//! OSC-8 hyperlinks and terminal support detection.

use std::io::IsTerminal;

/// Terminal programs known to render OSC-8 links.
const SUPPORTING_PROGRAMS: [&str; 4] = ["iTerm.app", "WezTerm", "vscode", "ghostty"];
/// Values of `TERM` known to render OSC-8 links.
const SUPPORTING_TERMS: [&str; 4] = ["xterm-kitty", "alacritty", "foot", "xterm-ghostty"];
/// Variables whose presence marks a supporting terminal.
const SUPPORTING_MARKERS: [&str; 4] = ["WT_SESSION", "KONSOLE_VERSION", "KITTY_WINDOW_ID", "DOMTERM"];
/// First VTE release with hyperlink support (0.50).
const MIN_VTE_VERSION: u32 = 5000;

/// Wraps `text` in an OSC-8 hyperlink to `url`.
///
/// ```rust
/// use markdansi::hyperlink::osc8;
///
/// assert_eq!(
///     osc8("https://example.com", "site"),
///     "\x1b]8;;https://example.com\x07site\x1b]8;;\x07"
/// );
/// ```
pub fn osc8(url: &str, text: &str) -> String {
    format!("\x1b]8;;{url}\x07{text}\x1b]8;;\x07")
}

/// Reports whether stdout's terminal likely supports OSC-8 hyperlinks.
pub fn hyperlinks_supported() -> bool {
    let is_tty = std::io::stdout().is_terminal();
    hyperlinks_supported_with(|key| std::env::var(key).ok(), is_tty)
}

/// Hyperlink detection over an arbitrary variable lookup.
///
/// `FORCE_HYPERLINK` wins when set (`0` disables). Otherwise a TTY is
/// required, CI and dumb terminals are refused, and known terminals are
/// recognised by `TERM_PROGRAM`, `VTE_VERSION`, marker variables or `TERM`.
pub fn hyperlinks_supported_with<F>(lookup: F, is_tty: bool) -> bool
where
    F: Fn(&str) -> Option<String>,
{
    if let Some(force) = lookup("FORCE_HYPERLINK") {
        return force.trim() != "0";
    }
    if !is_tty || lookup("CI").is_some() {
        return false;
    }
    let term = lookup("TERM").unwrap_or_default();
    if term == "dumb" {
        return false;
    }
    if let Some(program) = lookup("TERM_PROGRAM") {
        if SUPPORTING_PROGRAMS.contains(&program.as_str()) {
            return true;
        }
    }
    if let Some(version) = lookup("VTE_VERSION") {
        if version.trim().parse::<u32>().is_ok_and(|v| v >= MIN_VTE_VERSION) {
            return true;
        }
    }
    if SUPPORTING_MARKERS.iter().any(|key| lookup(key).is_some()) {
        return true;
    }
    SUPPORTING_TERMS.contains(&term.as_str())
}

#[cfg(test)]
mod tests {
    use super::*;
    use std::collections::HashMap;

    fn lookup(vars: &[(&str, &str)]) -> impl Fn(&str) -> Option<String> {
        let map: HashMap<String, String> = vars
            .iter()
            .map(|(k, v)| ((*k).to_string(), (*v).to_string()))
            .collect();
        move |key| map.get(key).cloned()
    }

    #[test]
    fn test_osc8_format() {
        let link = osc8("https://example.com", "x");
        assert!(link.starts_with("\x1b]8;;https://example.com\x07"));
        assert!(link.ends_with("x\x1b]8;;\x07"));
    }

    #[test]
    fn test_force_overrides() {
        assert!(hyperlinks_supported_with(lookup(&[("FORCE_HYPERLINK", "1")]), false));
        assert!(!hyperlinks_supported_with(
            lookup(&[("FORCE_HYPERLINK", "0"), ("TERM_PROGRAM", "iTerm.app")]),
            true
        ));
    }

    #[test]
    fn test_requires_tty() {
        assert!(!hyperlinks_supported_with(lookup(&[("TERM_PROGRAM", "WezTerm")]), false));
        assert!(hyperlinks_supported_with(lookup(&[("TERM_PROGRAM", "WezTerm")]), true));
    }

    #[test]
    fn test_ci_and_dumb_refused() {
        assert!(!hyperlinks_supported_with(
            lookup(&[("CI", "true"), ("TERM_PROGRAM", "vscode")]),
            true
        ));
        assert!(!hyperlinks_supported_with(
            lookup(&[("TERM", "dumb"), ("WT_SESSION", "x")]),
            true
        ));
    }

    #[test]
    fn test_known_terminals() {
        assert!(hyperlinks_supported_with(lookup(&[("VTE_VERSION", "6003")]), true));
        assert!(!hyperlinks_supported_with(lookup(&[("VTE_VERSION", "4800")]), true));
        assert!(hyperlinks_supported_with(lookup(&[("KITTY_WINDOW_ID", "1")]), true));
        assert!(hyperlinks_supported_with(lookup(&[("TERM", "alacritty")]), true));
        assert!(!hyperlinks_supported_with(lookup(&[("TERM", "xterm-256color")]), true));
    }
}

==============================

Aim of the task: Would you output all of the material exactly as it reads?

Output of the exercise:
//! OSC-8 hyperlinks and terminal support detection.

use std::io::IsTerminal;

/// Terminal programs known to render OSC-8 links.
const SUPPORTING_PROGRAMS: [&str; 4] = ["iTerm.app", "WezTerm", "vscode", "ghostty"];
/// Values of `TERM` known to render OSC-8 links.
const SUPPORTING_TERMS: [&str; 4] = ["xterm-kitty", "alacritty", "foot", "xterm-ghostty"];
/// Variables whose presence marks a supporting terminal.
const SUPPORTING_MARKERS: [&str; 4] = ["WT_SESSION", "KONSOLE_VERSION", "KITTY_WINDOW_ID", "DOMTERM"];
/// First VTE release with hyperlink support (0.50).
const MIN_VTE_VERSION: u32 = 5000;

/// Wraps `text` in an OSC-8 hyperlink to `url`.
///
/// ```rust
/// use markdansi::hyperlink::osc8;
///
/// assert_eq!(
///     osc8("https://example.com", "site"),
///     "\x1b]8;;https://example.com\x07site\x1b]8;;\x07"
/// );
/// ```
pub fn osc8(url: &str, text: &str) -> String {
    format!("\x1b]8;;{url}\x07{text}\x1b]8;;\x07")
}

/// Reports whether stdout's terminal likely supports OSC-8 hyperlinks.
pub fn hyperlinks_supported() -> bool {
    let is_tty = std::io::stdout().is_terminal();
    hyperlinks_supported_with(|key| std::env::var(key).ok(), is_tty)
}

/// Hyperlink detection over an arbitrary variable lookup.
///
/// `FORCE_HYPERLINK` wins when set (`0` disables). Otherwise a TTY is
/// required, CI and dumb terminals are refused, and known terminals are
/// recognised by `TERM_PROGRAM`, `VTE_VERSION`, marker variables or `TERM`.
pub fn hyperlinks_supported_with<F>(lookup: F, is_tty: bool) -> bool
where
    F: Fn(&str) -> Option<String>,
{
    if let Some(force) = lookup("FORCE_HYPERLINK") {
        return force.trim() != "0";
    }
    if !is_tty || lookup("CI").is_some() {
        return false;
    }
    let term = lookup("TERM").unwrap_or_default();
    if term == "dumb" {
        return false;
    }
    if let Some(program) = lookup("TERM_PROGRAM") {
        if SUPPORTING_PROGRAMS.contains(&program.as_str()) {
            return true;
        }
    }
    if let Some(version) = lookup("VTE_VERSION") {
        if version.trim().parse::<u32>().is_ok_and(|v| v >= MIN_VTE_VERSION) {
            return true;
        }
    }
    if SUPPORTING_MARKERS.iter().any(|key| lookup(key).is_some()) {
        return true;
    }
    SUPPORTING_TERMS.contains(&term.as_str())
}

#[cfg(test)]
mod tests {
    use super::*;
    use std::collections::HashMap;

    fn lookup(vars: &[(&str, &str)]) -> impl Fn(&str) -> Option<String> {
        let map: HashMap<String, String> = vars
            .iter()
            .map(|(k, v)| ((*k).to_string(), (*v).to_string()))
            .collect();
        move |key| map.get(key).cloned()
    }

    #[test]
    fn test_osc8_format() {
        let link = osc8("https://example.com", "x");
        assert!(link.starts_with("\x1b]8;;https://example.com\x07"));
        assert!(link.ends_with("x\x1b]8;;\x07"));
    }

    #[test]
    fn test_force_overrides() {
        assert!(hyperlinks_supported_with(lookup(&[("FORCE_HYPERLINK", "1")]), false));
        assert!(!hyperlinks_supported_with(
            lookup(&[("FORCE_HYPERLINK", "0"), ("TERM_PROGRAM", "iTerm.app")]),
            true
        ));
    }

    #[test]
    fn test_requires_tty() {
        assert!(!hyperlinks_supported_with(lookup(&[("TERM_PROGRAM", "WezTerm")]), false));
        assert!(hyperlinks_supported_with(lookup(&[("TERM_PROGRAM", "WezTerm")]), true));
    }

    #[test]
    fn test_ci_and_dumb_refused() {
        assert!(!hyperlinks_supported_with(
            lookup(&[("CI", "true"), ("TERM_PROGRAM", "vscode")]),
            true
        ));
        assert!(!hyperlinks_supported_with(
            lookup(&[("TERM", "dumb"), ("WT_SESSION", "x")]),
            true
        ));
    }

    #[test]
    fn test_known_terminals() {
        assert!(hyperlinks_supported_with(lookup(&[("VTE_VERSION", "6003")]), true));
        assert!(!hyperlinks_supported_with(lookup(&[("VTE_VERSION", "4800")]), true));
        assert!(hyperlinks_supported_with(lookup(&[("KITTY_WINDOW_ID", "1")]), true));
        assert!(hyperlinks_supported_with(lookup(&[("TERM", "alacritty")]), true));
        assert!(!hyperlinks_supported_with(lookup(&[("TERM", "xterm-256color")]), true));
    }
}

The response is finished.